Striatal medium spiny neurons (MSN) form two subpopulations (MSN-D₁ and MSN-D₂) according to the expression of dopamine D₁ or D₂ receptors and their target regions. The activation of postsynaptic histamine H₁ and H₂ receptors increases MSN-D₁ and MSN-D₂ excitability. Since MSN also express H₃ receptors (H₃Rs), in this work we explored the effect of their activation on MSN firing. Electrophysiological recordings (whole-cell patch-clamp, current-clamp mode) were conducted on forebrain slices from infantile rats (12-16 postnatal days).
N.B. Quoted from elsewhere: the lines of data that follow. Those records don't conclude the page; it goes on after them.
//! # Component Definitions
//!
//! Components are plain values. Anything that refers to GPU memory does so
//! through ids (see [`crate::gpu`]), so cloning a component never duplicates
//! or shares a driver object; it only copies the name.

use glam::{EulerRot, Mat4, Quat, Vec3};

use super::table::ComponentTable;
use crate::gpu::{BufferId, GpuResource, ResourceReleaser, TextureId};
use crate::state::GameState;

/// Trait for component kinds stored in a [`GameState`].
///
/// Each kind maps to exactly one table inside the state; the generic
/// accessors on `GameState` go through this mapping.
pub trait Component: Clone + Send + Sync + 'static {
    /// Human-readable kind name (for logs).
    const NAME: &'static str;

    /// The table holding this kind.
    fn table(state: &GameState) -> &ComponentTable<Self>;

    /// The table holding this kind, mutably.
    fn table_mut(state: &mut GameState) -> &mut ComponentTable<Self>;
}

// =============================================================================
// TRANSFORM
// =============================================================================

/// Local position, rotation and scale of an entity.
///
/// Rotation is XYZ Euler angles in radians.
#[derive(Clone, Copy, Debug, PartialEq)]
pub struct TransformComponent {
    /// Translation relative to the parent.
    pub position: Vec3,
    /// Euler rotation (radians, XYZ order).
    pub rotation: Vec3,
    /// Per-axis scale.
    pub scale: Vec3,
}

impl Default for TransformComponent {
    fn default() -> Self {
        Self {
            position: Vec3::ZERO,
            rotation: Vec3::ZERO,
            scale: Vec3::ONE,
        }
    }
}

impl TransformComponent {
    /// Identity transform placed at `position`.
    #[must_use]
    pub fn from_position(position: Vec3) -> Self {
        Self {
            position,
            ..Self::default()
        }
    }

    /// Moves by `delta`.
    #[inline]
    pub fn translate(&mut self, delta: Vec3) {
        self.position += delta;
    }

    /// Adds `euler` (radians) to the rotation.
    #[inline]
    pub fn rotate(&mut self, euler: Vec3) {
        self.rotation += euler;
    }

    /// Multiplies the scale per axis.
    #[inline]
    pub fn scale_by(&mut self, factor: Vec3) {
        self.scale *= factor;
    }

    /// Local model matrix (scale, then rotate, then translate).
    #[must_use]
    pub fn matrix(&self) -> Mat4 {
        let rotation = Quat::from_euler(
            EulerRot::XYZ,
            self.rotation.x,
            self.rotation.y,
            self.rotation.z,
        );
        Mat4::from_scale_rotation_translation(self.scale, rotation, self.position)
    }
}

// =============================================================================
// RENDER
// =============================================================================

/// GPU buffers of an uploaded mesh.
#[derive(Clone, Copy, Debug, PartialEq, Eq)]
pub struct MeshHandle {
    /// Vertex data.
    pub vertex_buffer: BufferId,
    /// Index data.
    pub index_buffer: BufferId,
    /// Number of indices to draw.
    pub index_count: u32,
}

/// Texture maps used by the PBR material.
#[derive(Clone, Copy, Debug, Default, PartialEq, Eq)]
pub struct PbrTextures {
    /// Base color map.
    pub albedo: Option<TextureId>,
    /// Tangent-space normal map.
    pub normal: Option<TextureId>,
    /// Metallic (B) / roughness (G) map.
    pub metallic_roughness: Option<TextureId>,
    /// Ambient occlusion map.
    pub ao: Option<TextureId>,
}

impl PbrTextures {
    fn slots_mut(&mut self) -> [&mut Option<TextureId>; 4] {
        [
            &mut self.albedo,
            &mut self.normal,
            &mut self.metallic_roughness,
            &mut self.ao,
        ]
    }
}

/// Surface description. A closed set, matched once at uniform upload.
#[derive(Clone, Copy, Debug, PartialEq)]
pub enum Material {
    /// Metallic/roughness physically based material.
    Pbr {
        /// Base color (linear RGB).
        albedo: Vec3,
        /// 0 = dielectric, 1 = metal.
        metallic: f32,
        /// Perceptual roughness.
        roughness: f32,
        /// Ambient occlusion factor.
        ao: f32,
        /// Optional texture maps.
        textures: PbrTextures,
    },
    /// Classic Blinn-Phong material.
    BlinnPhong {
        /// Diffuse color (linear RGB).
        diffuse: Vec3,
        /// Specular color (linear RGB).
        specular: Vec3,
        /// Specular exponent.
        shininess: f32,
        /// Optional diffuse map.
        diffuse_map: Option<TextureId>,
    },
}

impl Default for Material {
    fn default() -> Self {
        Self::Pbr {
            albedo: Vec3::splat(0.8),
            metallic: 0.0,
            roughness: 0.5,
            ao: 1.0,
            textures: PbrTextures::default(),
        }
    }
}

impl Material {
    fn texture_slots_mut(&mut self) -> Vec<&mut Option<TextureId>> {
        match self {
            Self::Pbr { textures, .. } => textures.slots_mut().into_iter().collect(),
            Self::BlinnPhong { diffuse_map, .. } => vec![diffuse_map],
        }
    }

    /// Appends every texture this material samples.
    pub fn collect_textures(&self, out: &mut Vec<GpuResource>) {
        match self {
            Self::Pbr { textures, .. } => {
                let maps = [
                    textures.albedo,
                    textures.normal,
                    textures.metallic_roughness,
                    textures.ao,
                ];
                out.extend(maps.into_iter().flatten().map(GpuResource::Texture));
            }
            Self::BlinnPhong { diffuse_map, .. } => {
                out.extend(diffuse_map.map(GpuResource::Texture));
            }
        }
    }
}

/// Drawable state of an entity.
#[derive(Clone, Debug, PartialEq)]
pub struct RenderComponent {
    /// Uploaded mesh, if any.
    pub mesh: Option<MeshHandle>,
    /// Surface material.
    pub material: Material,
    /// Skip drawing when false.
    pub visible: bool,
    /// Include in shadow passes.
    pub casts_shadows: bool,
}

impl Default for RenderComponent {
    fn default() -> Self {
        Self {
            mesh: None,
            material: Material::default(),
            visible: true,
            casts_shadows: true,
        }
    }
}

impl RenderComponent {
    /// Visible component drawing `mesh` with `material`.
    #[must_use]
    pub fn new(mesh: MeshHandle, material: Material) -> Self {
        Self {
            mesh: Some(mesh),
            material,
            ..Self::default()
        }
    }

    /// Appends every GPU object this component refers to.
    pub fn collect_resources(&self, out: &mut Vec<GpuResource>) {
        if let Some(mesh) = &self.mesh {
            out.push(GpuResource::Buffer(mesh.vertex_buffer));
            out.push(GpuResource::Buffer(mesh.index_buffer));
        }
        self.material.collect_textures(out);
    }

    /// Releases every referenced GPU object and forgets the handles.
    ///
    /// # Returns
    ///
    /// Number of objects released.
    pub fn release<R: ResourceReleaser + ?Sized>(&mut self, releaser: &mut R) -> usize {
        let mut released = 0;
        if let Some(mesh) = self.mesh.take() {
            releaser.release(GpuResource::Buffer(mesh.vertex_buffer));
            releaser.release(GpuResource::Buffer(mesh.index_buffer));
            released += 2;
        }
        for slot in self.material.texture_slots_mut() {
            if let Some(texture) = slot.take() {
                releaser.release(GpuResource::Texture(texture));
                released += 1;
            }
        }
        released
    }
}

#[cfg(test)]
mod tests {
    use super::*;

    fn mesh() -> MeshHandle {
        MeshHandle {
            vertex_buffer: BufferId(1),
            index_buffer: BufferId(2),
            index_count: 36,
        }
    }

    #[test]
    fn test_transform_matrix_applies_translation() {
        let t = TransformComponent::from_position(Vec3::new(1.0, 2.0, 3.0));
        let p = t.matrix().transform_point3(Vec3::ZERO);
        assert!((p - Vec3::new(1.0, 2.0, 3.0)).length() < 1e-6);
    }

    #[test]
    fn test_transform_mutators() {
        let mut t = TransformComponent::default();
        t.translate(Vec3::X);
        t.translate(Vec3::X);
        t.scale_by(Vec3::splat(2.0));
        t.rotate(Vec3::new(0.0, 0.5, 0.0));
        assert_eq!(t.position, Vec3::new(2.0, 0.0, 0.0));
        assert_eq!(t.scale, Vec3::splat(2.0));
        assert_eq!(t.rotation.y, 0.5);
    }

    #[test]
    fn test_render_component_collects_mesh_and_textures() {
        let material = Material::Pbr {
            albedo: Vec3::ONE,
            metallic: 1.0,
            roughness: 0.2,
            ao: 1.0,
            textures: PbrTextures {
                albedo: Some(TextureId(5)),
                normal: Some(TextureId(6)),
                ..PbrTextures::default()
            },
        };
        let render = RenderComponent::new(mesh(), material);

        let mut out = Vec::new();
        render.collect_resources(&mut out);
        assert_eq!(
            out,
            vec![
                GpuResource::Buffer(BufferId(1)),
                GpuResource::Buffer(BufferId(2)),
                GpuResource::Texture(TextureId(5)),
                GpuResource::Texture(TextureId(6)),
            ]
        );
    }

    #[test]
    fn test_release_forgets_handles() {
        let material = Material::BlinnPhong {
            diffuse: Vec3::ONE,
            specular: Vec3::ONE,
            shininess: 32.0,
            diffuse_map: Some(TextureId(3)),
        };
        let mut render = RenderComponent::new(mesh(), material);

        let mut released: Vec<GpuResource> = Vec::new();
        assert_eq!(render.release(&mut released), 3);
        assert!(render.mesh.is_none());

        // Second release is a no-op.
        assert_eq!(render.release(&mut released), 0);
        assert_eq!(released.len(), 3);
    }
}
In both MSN-D₁ and MSN-D₂ perfusion with the H₃R agonist immepip (1 µmol/L) increased neuronal firing evoked by current injection, an effect reproduced by R-α-methylhistamine (1 µmol/L) and prevented by the antagonist clobenpropit (10 µmol/L). Blockade of N- or P/Q-type voltage-activated calcium channels by ω-conotoxin-GVIA (1 µmol/L) or ω-agatoxin-TK (400 nmol/L) increased MSN firing but did not preclude the immepip effect. The potassium channel blockers 4-aminopyridine (1 mmol/L) and tetraethylammonium (300 µmol/L) increased neuronal firing and prevented the immepip action. Likewise, the K_V7 channel blocker XE-991 (10 µmol/L) and the muscarinic receptor agonist carbachol (10 µmol/L) increased MSN firing frequency and occluded the immepip effect. These data indicate that the activation of postsynaptic H₃Rs facilitates MSN-D₁ and MSN-D₂ firing by inhibiting K_V7 potassium channels.